Warmongering, self-serving bores squandering American resources around globe betray "isolationist" legacy of Founders

Getting Beyond ‘Left’ and ‘Right,’ Part Two

Another tradition
( -- by Justin Raimondo --

...This election season we’ve heard an awful lot from the tea partiers about the Constitution, and specifically about the Founding Fathers, who are held up as exemplars to be emulated. Now, that’s a good idea as far as I’m concerned, because if we hark back to the legacy of the Founders, and take it seriously, and apply it to the 21st century, there would be no PATRIOT Act, no spying on Americans by their own government, – and certainly no TSA agents poking and prodding American citizens every time they want to get on a plane! And there would be no American Empire, either.

You know, I have often found myself in the position of being called an “isolationist.” Now, of course, there is no such thing as an isolationist: humans naturally gather together in communities, and the only isolationists are those holy hermits of times past, who went out into the desert to commune with God. Yes, but they always came back, didn’t they – not least because they wanted to communicate their sacred visions to the people.

The international division of labor, the social and cultural benefits of free trade and easy emigration, the global flow of information made possible by the internet – these are all to the good. However, there are some things that we want to be isolated from: war, tyranny, social and economic turmoil – isolation from these negative phenomena is much to be desired.

The isolationist label was first used by the enemies of peace as an epithet that made war opponents out to be unrealistic cranks, and since it was repeated endlessly by the pro-war media, the word became common parlance. But what is today reviled as “isolationism” – which is simply a policy of non-intervention in the affairs of other nations – is deeply rooted in American history.
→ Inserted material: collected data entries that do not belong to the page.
//! Grid sizing for sheet pages.
//!
//! Every page is a uniform grid of card cells. The solver picks the smallest
//! grid (by total cell count) that holds the requested number of cells while
//! staying within the configured column and row bounds. Callers pass
//! `cards_on_page + 1` because the bottom-right cell is reserved for the
//! darkened backside tile.
//!
//! All functions here are pure and testable without any I/O or images.

use serde::{Deserialize, Serialize};

/// Inclusive column/row bounds for a sheet grid.
#[derive(Debug, Clone, Copy, PartialEq, Eq, Serialize, Deserialize)]
#[serde(default, deny_unknown_fields)]
pub struct GridBounds {
    pub min_columns: u32,
    pub max_columns: u32,
    pub min_rows: u32,
    pub max_rows: u32,
}

impl GridBounds {
    /// Largest number of cells a page can have.
    pub fn max_cells(&self) -> u32 {
        self.max_columns * self.max_rows
    }
}

impl Default for GridBounds {
    fn default() -> Self {
        Self {
            min_columns: 2,
            max_columns: 10,
            min_rows: 2,
            max_rows: 7,
        }
    }
}

/// Columns × rows of a sheet page.
#[derive(Debug, Clone, Copy, PartialEq, Eq, Serialize, Deserialize)]
pub struct GridSize {
    pub columns: u32,
    pub rows: u32,
}

impl GridSize {
    pub fn cells(&self) -> u32 {
        self.columns * self.rows
    }

    /// Cell holding the backside tile (bottom-right).
    pub fn backside_cell(&self) -> (u32, u32) {
        (self.columns - 1, self.rows - 1)
    }
}

impl std::fmt::Display for GridSize {
    fn fmt(&self, f: &mut std::fmt::Formatter<'_>) -> std::fmt::Result {
        write!(f, "{}x{}", self.columns, self.rows)
    }
}

/// Find the smallest grid within `bounds` holding at least `cells` cells.
///
/// Candidates are visited rows-ascending then columns-ascending, and a
/// candidate only replaces the current best when it is strictly smaller, so
/// ties go to the first one found. When nothing within bounds is large enough
/// the maximum grid is returned; that is a soft overflow, callers keep pages
/// at most `max_cells() - 1` cards long.
///
/// ```
/// # use deck_sheets::grid::{solve_grid, GridBounds, GridSize};
/// let bounds = GridBounds::default();
/// assert_eq!(solve_grid(4, &bounds), GridSize { columns: 2, rows: 2 });
/// assert_eq!(solve_grid(70, &bounds), GridSize { columns: 10, rows: 7 });
/// ```
pub fn solve_grid(cells: u32, bounds: &GridBounds) -> GridSize {
    let mut best = GridSize {
        columns: bounds.max_columns,
        rows: bounds.max_rows,
    };
    let mut best_cells = best.cells();

    for rows in bounds.min_rows..=bounds.max_rows {
        for columns in bounds.min_columns..=bounds.max_columns {
            let possible = columns * rows;
            if possible < best_cells && possible >= cells {
                best_cells = possible;
                best = GridSize { columns, rows };
            }
        }
    }
    best
}

/// Row-major cell of the `index`-th card on a page with `columns` columns.
///
/// Returns `(column, row)`.
pub fn cell_position(index: u32, columns: u32) -> (u32, u32) {
    (index % columns, index / columns)
}
//! # Deck Sheets
//!
//! Packs the card images of a game into sheet images and writes a scene
//! descriptor for a tabletop simulator that slices those sheets back into
//! cards. The catalog is the data source: games hold collections, collections
//! hold decks, decks hold cards with an image each.
//!
//! # Architecture: Collect Once, Render Twice
//!
//! ```text
//! 1. Collect   catalog   →  DeckArray      (deck types → pages of card refs)
//! 2. Compose   DeckArray →  *.png          (one sheet per page, in parallel)
//! 3. Scene     DeckArray →  decks.json     (bag / deck / card objects)
//! ```
//!
//! Both render passes read the same [`collector::DeckArray`] and derive file
//! names and grids from the same functions ([`naming`], [`grid`]), so every
//! `FaceURL` in the scene resolves to a sheet the compositor wrote and every
//! `CardID` points at the cell that holds the card.
//!
//! # Module Map
//!
//! | Module | Role |
//! |--------|------|
//! | [`catalog`] | Read-only card catalog trait and the directory-backed reader |
//! | [`collector`] | Groups decks by (type, backside) and splits them into pages |
//! | [`grid`] | Smallest grid within bounds for a page |
//! | [`imaging`] | Decode, fit, darken and place card images on a sheet canvas |
//! | [`compose`] | Renders every page of a `DeckArray` to a PNG sheet |
//! | [`scene`] | Builds and writes the scene descriptor |
//! | [`naming`] | Sheet, backside and scene file names |
//! | [`generate`] | Runs collect, compose and scene into an atomically replaced results directory |
//! | [`config`] | `config.toml` loading, merging and validation |
//! | [`progress`] | Stage, message and percentage reporting |
//! | [`output`] | CLI output formatting |
//!
//! # Design Decisions
//!
//! ## Pages Are Global in the Scene
//!
//! A card's id is `page * 100 + index`. Pages are numbered across the whole
//! run, not per deck type, so ids never collide when several deck types end
//! up in one scene. Sheet file names keep the per-deck-type page index.
//!
//! ## Deterministic Output
//!
//! Deck types live in a `BTreeMap`, card variables are sorted, GUIDs come from
//! a counter. Two runs over the same catalog produce byte-identical scenes.

pub mod catalog;
pub mod collector;
pub mod compose;
pub mod config;
pub mod generate;
pub mod grid;
pub mod imaging;
pub mod naming;
pub mod output;
pub mod progress;
pub mod scene;

#[cfg(test)]
pub(crate) mod test_helpers;
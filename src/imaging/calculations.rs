//! Pure calculation functions for sheet geometry.
//!
//! All functions here are pure and testable without any I/O or images.

use super::params::Dimensions;
use crate::grid::GridSize;

/// Size of a sheet holding `grid` cells of `card` size.
///
/// Returns `None` when the canvas would not fit in `u32` pixels.
///
/// ```
/// # use deck_sheets::imaging::{canvas_dimensions, Dimensions};
/// # use deck_sheets::grid::GridSize;
/// let canvas = canvas_dimensions(Dimensions::new(100, 140), GridSize { columns: 3, rows: 2 });
/// assert_eq!(canvas, Some(Dimensions::new(300, 280)));
/// ```
pub fn canvas_dimensions(card: Dimensions, grid: GridSize) -> Option<Dimensions> {
    Some(Dimensions {
        width: card.width.checked_mul(grid.columns)?,
        height: card.height.checked_mul(grid.rows)?,
    })
}

/// Top-left pixel of the cell at `(column, row)`.
pub fn cell_origin(card: Dimensions, column: u32, row: u32) -> (u32, u32) {
    (column * card.width, row * card.height)
}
As the anti-isolationist historian Selig Adler pointed out: “The American Revolution was in itself an act of isolation, for it cut the umbilical cord to the mother country.” Were the American revolutionists “isolationists” because they wanted to isolate themselves from the tyranny of the British king? And not only from him, but from all the crowned heads of Europe, who looked on the North America wilderness as fertile field for the growth of their empires. Not only England, but the Dutch, the Spaniards, and the French, whose revolutionary fervor devoured the revolutionaries, and finally turned its fury outward, as Napoleon rampaged across Europe and sought to export his revolution to the New World.

To no avail. The American Revolution, as the conservative writer Garet Garrett put it in 1956,

“was a pilot flame that leaped the Atlantic, and lighted holocaust in the Old World. But its character was misunderstood and could not have been reproduced by any other people. It was a revolution exemplary.”

This “revolution exemplary” gave birth to a New World bereft of the encrusted evils, the ancient hatreds, the convoluted obsessions of the old. This sense of the unique American character permeated the revolutionary propaganda of the rebellious patriots: freedom from European militarism was one of the great benefits of independence touted in Thomas Paine’s Common Sense. In 1783, at the end of the Revolutionary War, Congress passed a resolution rejecting American entry into the European “League of Armed Neutrality,” declaring that the thirteen states “should be as little as possible engaged in the politics and controversies of the European nations.”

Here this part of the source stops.